[Opening THE RECORDS section]
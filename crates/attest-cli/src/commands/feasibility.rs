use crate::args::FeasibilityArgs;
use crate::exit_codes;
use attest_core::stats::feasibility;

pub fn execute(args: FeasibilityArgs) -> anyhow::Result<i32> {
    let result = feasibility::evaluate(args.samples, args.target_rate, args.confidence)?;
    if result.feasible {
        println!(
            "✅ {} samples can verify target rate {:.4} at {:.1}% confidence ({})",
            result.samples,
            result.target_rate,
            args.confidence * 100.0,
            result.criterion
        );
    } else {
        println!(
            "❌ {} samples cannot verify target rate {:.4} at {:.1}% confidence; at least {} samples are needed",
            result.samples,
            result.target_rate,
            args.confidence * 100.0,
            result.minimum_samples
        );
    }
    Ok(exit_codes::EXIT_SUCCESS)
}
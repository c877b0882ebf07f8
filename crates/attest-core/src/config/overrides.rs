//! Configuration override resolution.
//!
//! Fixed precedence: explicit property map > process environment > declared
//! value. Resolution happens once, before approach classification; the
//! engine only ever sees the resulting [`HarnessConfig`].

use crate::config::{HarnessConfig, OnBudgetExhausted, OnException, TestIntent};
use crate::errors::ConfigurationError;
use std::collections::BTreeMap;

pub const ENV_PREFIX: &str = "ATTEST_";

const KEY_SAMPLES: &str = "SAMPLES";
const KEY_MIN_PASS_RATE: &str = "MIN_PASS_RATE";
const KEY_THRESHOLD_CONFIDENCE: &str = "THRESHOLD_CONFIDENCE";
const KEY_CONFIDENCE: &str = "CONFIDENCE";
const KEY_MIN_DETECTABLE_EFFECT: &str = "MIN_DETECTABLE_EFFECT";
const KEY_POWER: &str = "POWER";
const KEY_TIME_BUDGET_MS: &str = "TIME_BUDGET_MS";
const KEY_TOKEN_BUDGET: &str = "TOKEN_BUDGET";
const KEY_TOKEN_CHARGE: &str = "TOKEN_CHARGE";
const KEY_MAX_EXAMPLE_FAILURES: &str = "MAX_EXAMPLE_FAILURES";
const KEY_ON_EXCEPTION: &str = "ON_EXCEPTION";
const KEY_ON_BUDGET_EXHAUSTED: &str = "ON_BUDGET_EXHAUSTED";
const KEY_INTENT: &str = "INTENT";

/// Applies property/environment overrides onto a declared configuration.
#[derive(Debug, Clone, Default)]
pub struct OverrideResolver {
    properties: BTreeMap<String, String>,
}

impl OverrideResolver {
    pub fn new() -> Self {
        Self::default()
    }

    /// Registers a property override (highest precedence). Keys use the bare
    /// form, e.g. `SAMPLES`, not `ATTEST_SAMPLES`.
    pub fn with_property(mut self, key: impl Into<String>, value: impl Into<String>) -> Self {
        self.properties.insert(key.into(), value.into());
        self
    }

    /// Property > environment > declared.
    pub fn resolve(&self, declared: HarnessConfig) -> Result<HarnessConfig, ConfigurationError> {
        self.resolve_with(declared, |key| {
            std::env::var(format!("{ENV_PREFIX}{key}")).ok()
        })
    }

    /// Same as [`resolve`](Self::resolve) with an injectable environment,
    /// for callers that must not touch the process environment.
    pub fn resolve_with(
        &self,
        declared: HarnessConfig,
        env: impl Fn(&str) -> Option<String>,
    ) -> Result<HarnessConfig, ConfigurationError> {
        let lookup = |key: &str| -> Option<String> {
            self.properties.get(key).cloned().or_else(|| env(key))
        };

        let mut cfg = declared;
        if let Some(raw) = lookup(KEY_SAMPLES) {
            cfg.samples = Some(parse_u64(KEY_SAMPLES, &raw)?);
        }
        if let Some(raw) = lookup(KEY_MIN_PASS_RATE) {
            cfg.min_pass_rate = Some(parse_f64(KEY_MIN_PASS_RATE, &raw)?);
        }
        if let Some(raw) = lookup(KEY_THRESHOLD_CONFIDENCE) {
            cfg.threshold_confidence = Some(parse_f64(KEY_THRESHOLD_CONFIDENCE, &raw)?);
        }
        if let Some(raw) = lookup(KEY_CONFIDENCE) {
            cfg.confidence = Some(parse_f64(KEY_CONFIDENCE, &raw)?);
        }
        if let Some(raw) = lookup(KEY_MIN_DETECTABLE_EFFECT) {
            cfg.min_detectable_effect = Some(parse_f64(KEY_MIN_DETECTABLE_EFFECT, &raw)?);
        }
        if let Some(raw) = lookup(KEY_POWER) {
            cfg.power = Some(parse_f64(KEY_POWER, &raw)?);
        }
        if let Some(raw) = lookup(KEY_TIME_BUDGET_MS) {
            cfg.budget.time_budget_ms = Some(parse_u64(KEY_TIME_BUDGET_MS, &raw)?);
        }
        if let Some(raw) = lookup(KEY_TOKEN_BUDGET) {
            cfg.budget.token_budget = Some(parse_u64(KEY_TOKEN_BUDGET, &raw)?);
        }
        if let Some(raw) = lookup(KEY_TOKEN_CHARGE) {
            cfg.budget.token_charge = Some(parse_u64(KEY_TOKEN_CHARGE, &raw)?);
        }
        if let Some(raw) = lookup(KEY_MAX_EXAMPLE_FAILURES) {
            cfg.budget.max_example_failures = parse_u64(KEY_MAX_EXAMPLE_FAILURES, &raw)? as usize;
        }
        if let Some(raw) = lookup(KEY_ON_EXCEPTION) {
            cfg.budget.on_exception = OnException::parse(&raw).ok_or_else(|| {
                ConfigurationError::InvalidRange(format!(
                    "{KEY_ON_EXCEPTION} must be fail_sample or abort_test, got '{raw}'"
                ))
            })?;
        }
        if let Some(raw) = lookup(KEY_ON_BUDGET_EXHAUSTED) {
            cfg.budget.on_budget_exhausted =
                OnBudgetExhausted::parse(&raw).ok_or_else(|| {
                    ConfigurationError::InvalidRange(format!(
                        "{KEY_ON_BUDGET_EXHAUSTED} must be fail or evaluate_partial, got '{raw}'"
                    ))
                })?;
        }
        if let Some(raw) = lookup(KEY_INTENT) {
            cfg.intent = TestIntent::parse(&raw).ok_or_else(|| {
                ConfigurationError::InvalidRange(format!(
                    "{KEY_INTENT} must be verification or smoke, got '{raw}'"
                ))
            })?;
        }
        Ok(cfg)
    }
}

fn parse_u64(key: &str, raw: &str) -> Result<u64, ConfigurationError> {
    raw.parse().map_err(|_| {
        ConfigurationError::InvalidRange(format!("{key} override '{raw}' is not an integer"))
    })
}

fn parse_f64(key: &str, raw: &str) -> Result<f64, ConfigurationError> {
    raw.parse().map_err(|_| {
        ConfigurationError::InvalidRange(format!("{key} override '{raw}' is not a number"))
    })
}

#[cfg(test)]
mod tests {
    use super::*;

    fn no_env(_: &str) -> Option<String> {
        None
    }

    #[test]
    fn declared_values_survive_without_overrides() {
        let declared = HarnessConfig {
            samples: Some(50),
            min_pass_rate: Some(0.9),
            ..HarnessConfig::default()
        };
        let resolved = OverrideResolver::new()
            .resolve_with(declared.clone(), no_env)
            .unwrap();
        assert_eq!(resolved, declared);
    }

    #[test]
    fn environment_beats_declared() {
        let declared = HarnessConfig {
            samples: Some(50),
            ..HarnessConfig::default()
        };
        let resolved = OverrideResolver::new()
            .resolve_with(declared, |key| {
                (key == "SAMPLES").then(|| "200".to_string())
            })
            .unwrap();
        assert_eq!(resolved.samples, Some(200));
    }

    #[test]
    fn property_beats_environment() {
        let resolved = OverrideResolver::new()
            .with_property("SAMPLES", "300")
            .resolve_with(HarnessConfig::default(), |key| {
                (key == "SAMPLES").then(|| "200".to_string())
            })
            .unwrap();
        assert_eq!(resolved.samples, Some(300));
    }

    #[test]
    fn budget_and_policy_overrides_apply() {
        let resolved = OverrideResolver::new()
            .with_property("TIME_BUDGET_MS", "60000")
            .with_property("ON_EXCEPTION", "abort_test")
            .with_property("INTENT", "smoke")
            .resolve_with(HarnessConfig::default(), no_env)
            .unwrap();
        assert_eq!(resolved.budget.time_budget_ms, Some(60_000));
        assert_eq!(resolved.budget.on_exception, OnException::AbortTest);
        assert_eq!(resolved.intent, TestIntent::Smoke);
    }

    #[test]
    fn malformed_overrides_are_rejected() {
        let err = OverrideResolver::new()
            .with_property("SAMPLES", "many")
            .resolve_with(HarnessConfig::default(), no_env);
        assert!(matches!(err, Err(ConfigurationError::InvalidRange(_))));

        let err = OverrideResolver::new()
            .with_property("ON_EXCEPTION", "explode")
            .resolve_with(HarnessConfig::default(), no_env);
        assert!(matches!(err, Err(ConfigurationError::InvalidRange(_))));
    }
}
[Closing THE RECORDS section]
**YOUR GOAL:**
Your answer should be the lines above from the one containing "a declared configuration." through the one containing "if let Some(raw) = lookup(KEY_TOKEN_BUDGET)", copied exactly and with both ends kept.

**TASK OUTPUT:**
/// Applies property/environment overrides onto a declared configuration.
#[derive(Debug, Clone, Default)]
pub struct OverrideResolver {
    properties: BTreeMap<String, String>,
}

impl OverrideResolver {
    pub fn new() -> Self {
        Self::default()
    }

    /// Registers a property override (highest precedence). Keys use the bare
    /// form, e.g. `SAMPLES`, not `ATTEST_SAMPLES`.
    pub fn with_property(mut self, key: impl Into<String>, value: impl Into<String>) -> Self {
        self.properties.insert(key.into(), value.into());
        self
    }

    /// Property > environment > declared.
    pub fn resolve(&self, declared: HarnessConfig) -> Result<HarnessConfig, ConfigurationError> {
        self.resolve_with(declared, |key| {
            std::env::var(format!("{ENV_PREFIX}{key}")).ok()
        })
    }

    /// Same as [`resolve`](Self::resolve) with an injectable environment,
    /// for callers that must not touch the process environment.
    pub fn resolve_with(
        &self,
        declared: HarnessConfig,
        env: impl Fn(&str) -> Option<String>,
    ) -> Result<HarnessConfig, ConfigurationError> {
        let lookup = |key: &str| -> Option<String> {
            self.properties.get(key).cloned().or_else(|| env(key))
        };

        let mut cfg = declared;
        if let Some(raw) = lookup(KEY_SAMPLES) {
            cfg.samples = Some(parse_u64(KEY_SAMPLES, &raw)?);
        }
        if let Some(raw) = lookup(KEY_MIN_PASS_RATE) {
            cfg.min_pass_rate = Some(parse_f64(KEY_MIN_PASS_RATE, &raw)?);
        }
        if let Some(raw) = lookup(KEY_THRESHOLD_CONFIDENCE) {
            cfg.threshold_confidence = Some(parse_f64(KEY_THRESHOLD_CONFIDENCE, &raw)?);
        }
        if let Some(raw) = lookup(KEY_CONFIDENCE) {
            cfg.confidence = Some(parse_f64(KEY_CONFIDENCE, &raw)?);
        }
        if let Some(raw) = lookup(KEY_MIN_DETECTABLE_EFFECT) {
            cfg.min_detectable_effect = Some(parse_f64(KEY_MIN_DETECTABLE_EFFECT, &raw)?);
        }
        if let Some(raw) = lookup(KEY_POWER) {
            cfg.power = Some(parse_f64(KEY_POWER, &raw)?);
        }
        if let Some(raw) = lookup(KEY_TIME_BUDGET_MS) {
            cfg.budget.time_budget_ms = Some(parse_u64(KEY_TIME_BUDGET_MS, &raw)?);
        }
        if let Some(raw) = lookup(KEY_TOKEN_BUDGET) {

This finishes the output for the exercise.